From a practical perspective, there are a bunch of problems with recycling. Many recyclables don’t actually recycle well, especially when they are contaminated with food waste or mixed with other materials. Sorting mixed recyclables is difficult to do, let alone do cost-effectively. For a while, China was consuming large amounts of raw recycled material from the U.S., propping up the recycling market. This was economically sustainable because there were many bulk carriers making the reverse trip with empty holds. Then, in 2018, they stopped importing. Currently, most of our “recycling” doesn’t end up being recycled.
The environmental issue I actually care about is climate change. It sure seems like transporting recycled materials across the ocean only to convert them back into usable goods and ship them back the other way is a net negative in terms of emissions. So, I should probably be happy about China’s import ban. Is burning recycling even worse? Sending it to Malaysia: probably about the same. In the abstract, I’d love to learn whether making a new plastic bottle from scratch is more emissions friendly than making a recycled one.

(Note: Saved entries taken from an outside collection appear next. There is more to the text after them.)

//! Search control: the stop flag and the wall-clock budget.

use std::sync::Arc;
use std::sync::atomic::{AtomicBool, Ordering};
use std::time::{Duration, Instant};

/// How many horizon nodes pass between wall-clock checks inside the
/// search. A power of two so the check reduces to a mask test. The node
/// counter only ticks at the quiescence horizon, so the real interval
/// is several times larger than this figure.
pub const NODE_TIMECHECK_PERIOD: u64 = 1 << 12;

/// Decides when a search must abort.
///
/// The stop flag is the only state shared across threads: the UCI front
/// end (or a timer) sets it, and the search observes it at its sampled
/// check points. The wall-clock budget is folded into the same flag the
/// first time a sampled check sees the deadline passed.
pub struct SearchControl {
    stopped: Arc<AtomicBool>,
    start: Instant,
    budget: Option<Duration>,
}

impl SearchControl {
    /// A control with no time budget; only the external stop flag ends
    /// the search.
    pub fn new_infinite(stopped: Arc<AtomicBool>) -> SearchControl {
        SearchControl {
            stopped,
            start: Instant::now(),
            budget: None,
        }
    }

    /// A control with a single wall-clock budget, measured from now.
    pub fn new_timed(stopped: Arc<AtomicBool>, budget: Duration) -> SearchControl {
        SearchControl {
            stopped,
            start: Instant::now(),
            budget: Some(budget),
        }
    }

    /// Sampled abort check, called inside the search hot path.
    ///
    /// The stop flag is read on every call; the clock only every
    /// [`NODE_TIMECHECK_PERIOD`] nodes. Once the deadline fires the flag
    /// latches, so later calls are flag-reads only.
    pub fn should_stop(&self, nodes: u64) -> bool {
        if self.stopped.load(Ordering::Relaxed) {
            return true;
        }
        if nodes & (NODE_TIMECHECK_PERIOD - 1) != 0 {
            return false;
        }
        self.deadline_passed()
    }

    /// Unsampled check, used between iterative-deepening iterations.
    pub fn should_stop_iterating(&self) -> bool {
        self.stopped.load(Ordering::Relaxed) || self.deadline_passed()
    }

    /// Return `true` if the stop flag has been raised (externally or by
    /// a lapsed deadline).
    pub fn is_stopped(&self) -> bool {
        self.stopped.load(Ordering::Relaxed)
    }

    /// Time since the control was created.
    pub fn elapsed(&self) -> Duration {
        self.start.elapsed()
    }

    fn deadline_passed(&self) -> bool {
        if let Some(budget) = self.budget
            && self.start.elapsed() >= budget
        {
            self.stopped.store(true, Ordering::Release);
            return true;
        }
        false
    }
}

#[cfg(test)]
mod tests {
    use super::*;

    fn flag() -> Arc<AtomicBool> {
        Arc::new(AtomicBool::new(false))
    }

    #[test]
    fn infinite_never_stops_on_its_own() {
        let control = SearchControl::new_infinite(flag());
        assert!(!control.should_stop(0));
        assert!(!control.should_stop(NODE_TIMECHECK_PERIOD));
        assert!(!control.should_stop_iterating());
    }

    #[test]
    fn external_stop_observed_at_any_node_count() {
        let stopped = flag();
        let control = SearchControl::new_infinite(Arc::clone(&stopped));
        assert!(!control.should_stop(1));
        stopped.store(true, Ordering::Release);
        assert!(control.should_stop(1), "flag must be seen between clock samples");
    }

    #[test]
    fn lapsed_budget_latches_the_flag() {
        let stopped = flag();
        let control = SearchControl::new_timed(Arc::clone(&stopped), Duration::ZERO);
        // Node count off the sampling boundary: clock not consulted yet.
        assert!(!control.should_stop(1));
        // On the boundary the lapsed deadline fires and latches.
        assert!(control.should_stop(0));
        assert!(stopped.load(Ordering::Acquire));
        assert!(control.should_stop(1));
    }

    #[test]
    fn iteration_check_ignores_sampling() {
        let control = SearchControl::new_timed(flag(), Duration::ZERO);
        assert!(control.should_stop_iterating());
    }

    #[test]
    fn generous_budget_does_not_stop() {
        let control = SearchControl::new_timed(flag(), Duration::from_secs(3600));
        assert!(!control.should_stop(0));
        assert!(!control.should_stop_iterating());
    }
}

A related area where local governments may be optimizing for the wrong thing is paper and plastic bags. Plastic bag bans are a recent development in cities like New York, enacted presumably because paper is more recyclable. This doesn’t seem like it might increase emissions. The energy density of making and recycling paper is higher than plastic (the number 4x floats around the internet, although I can’t find a citation I trust). If you’re concerned about emissions, you should probably just use plastic bags and throw them away carefully. There are other downsides to plastic bags, like the way they end up in the water, around animals necks, etc. Of course, a reusable bag is the best choice here.

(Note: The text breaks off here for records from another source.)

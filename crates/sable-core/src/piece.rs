//! Piece kinds, without color.

use std::fmt;

/// The kind of a chess piece.
#[derive(Debug, Clone, Copy, PartialEq, Eq, Hash)]
#[repr(u8)]
pub enum PieceKind {
    Pawn = 0,
    Knight = 1,
    Bishop = 2,
    Rook = 3,
    Queen = 4,
    King = 5,
}

impl PieceKind {
    /// Total number of piece kinds.
    pub const COUNT: usize = 6;

    /// All piece kinds in index order.
    pub const ALL: [PieceKind; 6] = [
        PieceKind::Pawn,
        PieceKind::Knight,
        PieceKind::Bishop,
        PieceKind::Rook,
        PieceKind::Queen,
        PieceKind::King,
    ];

    /// Return the index (0..5).
    #[inline]
    pub const fn index(self) -> usize {
        self as usize
    }

    /// Return the FEN character for this kind (lowercase).
    #[inline]
    pub const fn fen_char(self) -> char {
        match self {
            PieceKind::Pawn => 'p',
            PieceKind::Knight => 'n',
            PieceKind::Bishop => 'b',
            PieceKind::Rook => 'r',
            PieceKind::Queen => 'q',
            PieceKind::King => 'k',
        }
    }

    /// Parse a FEN character (either case) into a piece kind.
    #[inline]
    pub fn from_fen_char(c: char) -> Option<PieceKind> {
        match c.to_ascii_lowercase() {
            'p' => Some(PieceKind::Pawn),
            'n' => Some(PieceKind::Knight),
            'b' => Some(PieceKind::Bishop),
            'r' => Some(PieceKind::Rook),
            'q' => Some(PieceKind::Queen),
            'k' => Some(PieceKind::King),
            _ => None,
        }
    }
}

impl fmt::Display for PieceKind {
    fn fmt(&self, f: &mut fmt::Formatter<'_>) -> fmt::Result {
        write!(f, "{}", self.fen_char())
    }
}
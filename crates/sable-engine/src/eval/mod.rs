//! Static evaluation: material plus piece-square tables.

mod pst;

use sable_core::{Board, Color, PieceKind};

use pst::PIECE_SQUARE_TABLES;

/// Piece values in centipawns, indexed by [`PieceKind::index`]. The king
/// carries no material value.
pub const PIECE_VALUES: [i32; 6] = [100, 320, 330, 500, 900, 0];

/// Evaluate the position in centipawns from the side to move's
/// perspective.
pub fn evaluate(board: &Board) -> i32 {
    let mut score = 0;

    for kind in PieceKind::ALL {
        let value = PIECE_VALUES[kind.index()];
        let table = &PIECE_SQUARE_TABLES[kind.index()];

        // Tables are written as seen from White's side of the board, so
        // White indexes through the vertical mirror.
        for sq in board.pieces(kind) & board.side(Color::White) {
            score += value + table[sq.flip_rank().index()];
        }
        for sq in board.pieces(kind) & board.side(Color::Black) {
            score -= value + table[sq.index()];
        }
    }

    match board.side_to_move() {
        Color::White => score,
        Color::Black => -score,
    }
}

#[cfg(test)]
mod tests {
    use super::{PIECE_VALUES, evaluate};
    use sable_core::{Board, PieceKind};

    #[test]
    fn starting_position_is_balanced() {
        let board = Board::starting_position();
        assert_eq!(evaluate(&board), 0);
    }

    #[test]
    fn evaluation_is_symmetric() {
        // The same imbalance must score equal and opposite for the two
        // sides to move.
        let white_up: Board = "4k3/8/8/8/8/8/8/Q3K3 w - - 0 1".parse().unwrap();
        let white_up_black_to_move: Board = "4k3/8/8/8/8/8/8/Q3K3 b - - 0 1".parse().unwrap();
        assert_eq!(evaluate(&white_up), -evaluate(&white_up_black_to_move));
        assert!(evaluate(&white_up) > 0);
    }

    #[test]
    fn extra_pawn_is_roughly_a_pawn() {
        let board: Board = "4k3/8/8/8/8/8/4P3/4K3 w - - 0 1".parse().unwrap();
        let score = evaluate(&board);
        assert!(
            (score - PIECE_VALUES[PieceKind::Pawn.index()]).abs() <= 50,
            "score {score} should be near one pawn"
        );
    }

    #[test]
    fn centralized_knight_beats_corner_knight() {
        let central: Board = "4k3/8/8/8/4N3/8/8/4K3 w - - 0 1".parse().unwrap();
        let corner: Board = "4k3/8/8/8/8/8/8/N3K3 w - - 0 1".parse().unwrap();
        assert!(evaluate(&central) > evaluate(&corner));
    }
}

This feels like a microcosm of many large-scale issues as viewed from the perspective of the individual. What should I do personally? I think I’ve made a pretty clear intellectual case to myself that reycling is at best net-neutral, and has a decent chance of being net-negative. And yet, the habit of throwing things into the recycling bin is hard to change. That habit might have two components. First, the habit itself: something like behavioral muscle memory. The other part might be best characterized as “following the herd”. I’ve been taught that recycling is something that “normal” or “reasonable” people do. As a social animal, that’s a difficult learning to ignore. Perhaps I lack sufficient conviction in my beliefs to act on them? I think that I should just be throwing everything in the trash, but I don’t have a clear idea of how much better that is than recycling. Without overwhelming evidence, perhaps defaulting to the status quo is the most logical choice.
I think I mainly wrote this as an experiment to see whether talking about it “out loud” it will influence my behavior.